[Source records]
__________________________________________________
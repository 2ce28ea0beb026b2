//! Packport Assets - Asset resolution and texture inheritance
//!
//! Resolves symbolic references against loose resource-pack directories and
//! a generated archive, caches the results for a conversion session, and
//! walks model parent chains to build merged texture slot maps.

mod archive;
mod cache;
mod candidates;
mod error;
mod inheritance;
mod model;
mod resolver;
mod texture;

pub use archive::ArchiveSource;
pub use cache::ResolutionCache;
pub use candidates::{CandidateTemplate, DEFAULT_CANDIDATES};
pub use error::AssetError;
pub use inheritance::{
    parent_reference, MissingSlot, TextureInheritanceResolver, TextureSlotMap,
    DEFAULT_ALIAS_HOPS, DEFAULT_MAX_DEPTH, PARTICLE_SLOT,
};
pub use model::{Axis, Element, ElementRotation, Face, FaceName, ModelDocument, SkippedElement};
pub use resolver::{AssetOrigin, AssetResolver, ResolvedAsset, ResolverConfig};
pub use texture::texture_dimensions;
__________________________________________________
> **What is expected**
Reproduce exactly the lines from the one containing "resource-pack directories and" through the last line of the records, both included, and nothing else.

> **Solution to this problem**
//! Resolves symbolic references against loose resource-pack directories and
//! a generated archive, caches the results for a conversion session, and
//! walks model parent chains to build merged texture slot maps.

mod archive;
mod cache;
mod candidates;
mod error;
mod inheritance;
mod model;
mod resolver;
mod texture;

pub use archive::ArchiveSource;
pub use cache::ResolutionCache;
pub use candidates::{CandidateTemplate, DEFAULT_CANDIDATES};
pub use error::AssetError;
pub use inheritance::{
    parent_reference, MissingSlot, TextureInheritanceResolver, TextureSlotMap,
    DEFAULT_ALIAS_HOPS, DEFAULT_MAX_DEPTH, PARTICLE_SLOT,
};
pub use model::{Axis, Element, ElementRotation, Face, FaceName, ModelDocument, SkippedElement};
pub use resolver::{AssetOrigin, AssetResolver, ResolvedAsset, ResolverConfig};
pub use texture::texture_dimensions;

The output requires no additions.